Kirkus Reviews

New Year’s Reading Resolutions for 2021

Many people commit to strict diets or exercise regimes or vow to save more money. I resolve to read more books, more purposefully.


As a new year begins, many people commit to strict diets or exercise regimes or vow to save more money. Book nerd that I am, I like to formulate a series of “reading resolutions”—goals to help me refocus and improve my reading experience in the months to come.

Sometimes I don’t accomplish all that I hoped—I really ought to have read more literature in translation last year, though I’m glad to have encountered Elena Ferrante’s The Lying Life of Adults (translated by Ann Goldstein) and Juan Pablo Villalobos’ I Don’t Expect Anyone To Believe Me (translated by Daniel Hahn)—but that isn’t exactly the point.

Sometimes, too, new resolutions form over the course of the year. Like many Americans, I sought out more work by Black writers in 2020; as a result, books by Claudia Rankine, Les and Tamara Payne, Raven Leilani, Deesha Philyaw, and Randall Kenan were among my favorites of the year.

Those caveats aside, here are my reading resolutions for 2021:

Read more literature in translation. See above. Rodrigo Fuentes’ collection of stories about life in rural Guatemala, Trout, Belly Up, translated by Ellen Jones (Charco Press, Jan. 28), looks like a good place to start, as does Sea Loves Me (Farrar, Straus and Giroux, Feb. 23), a selection of stories by the Mozambican writer Mia Couto.

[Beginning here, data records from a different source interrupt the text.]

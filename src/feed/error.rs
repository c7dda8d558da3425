//! Error types for feed fetching and parsing.

use thiserror::Error;

#[derive(Debug, Error)]
pub enum FeedError {
    #[error("HTTP error fetching feed: {0}")]
    Http(#[from] reqwest::Error),

    #[error("HTTP status {status} fetching feed {url}")]
    Status { status: u16, url: String },

    #[error("Failed to parse feed XML: {0}")]
    Parse(#[from] rss::Error),
}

Read more to understand current events. Surely, we’ve all had enough up-to-the-minute current events, lurching from tweet to tweet, over the past four years? Perhaps. But nonfiction that explores a timely topic with depth can offer insight you’ll never get from the latest breaking story on CNN or trending topic on Twitter. And, I’ll confess, my nonfiction reading often leans toward memoir, biography, and history—all worthy genres, but isn’t the point to read a bit more outside my comfort zone? A good place to start would be Charles Kenny’s The Plague Cycle: The Unending War Between Humanity and Infectious Disease (Scribner, Jan. 19), which is, technically, a history, but will surely put the Covid-19 pandemic into better context. Likewise, Charles M. Blow’s The Devil You Know: A Black Power Manifesto (Harper/HarperCollins, Jan. 26) promises outside-the-box thinking about racial politics in America, suggesting that Black voters could form solid majorities if they were to reverse the Great Migration and move back to the South. “Valuable as a thought experiment alone,” says our reviewer, “but also an ‘actual plan’ for effecting lasting political change.”

Read more debut authors. It felt like 2020 was the year when books by our modern masters were met with a yawn—sorry, Messrs. Amis and DeLillo—while work from new talents thrilled ordinary readers and prize judges alike. Debut novels won both the Booker Prize and the Kirkus Prize, and dozens of others showed up on awards shortlists and best books of the year lists. A few 2021 debuts on my radar: Mateo Askaripour’s novel, Black Buck (Houghton Mifflin Harcourt, Jan. 12), Dantiel W. Moniz’s story collection, Milk Blood Heat (Grove, Feb. 2), and Zak Salih’s novel, Let’s Get Back to the Party (Algonquin, Feb. 16).

Explore the work of a writer I haven’t read. The news last month of John le Carré’s death confronted me with a sad realization: I’ve never read any of his books. What better author to explore in 2021, especially since he has such a robust backlist—up to and including his last novel, Agent Running in the Field, published in 2019? Kirkus called it a “tragicomic salute to both the recuperative powers of its has-been hero and the remarkable career of its nonpareil author.”

Here’s to a rewarding year of reading for us all. Check back in a year to see how I did.

Tom Beer is the editor-in-chief of Kirkus Reviews.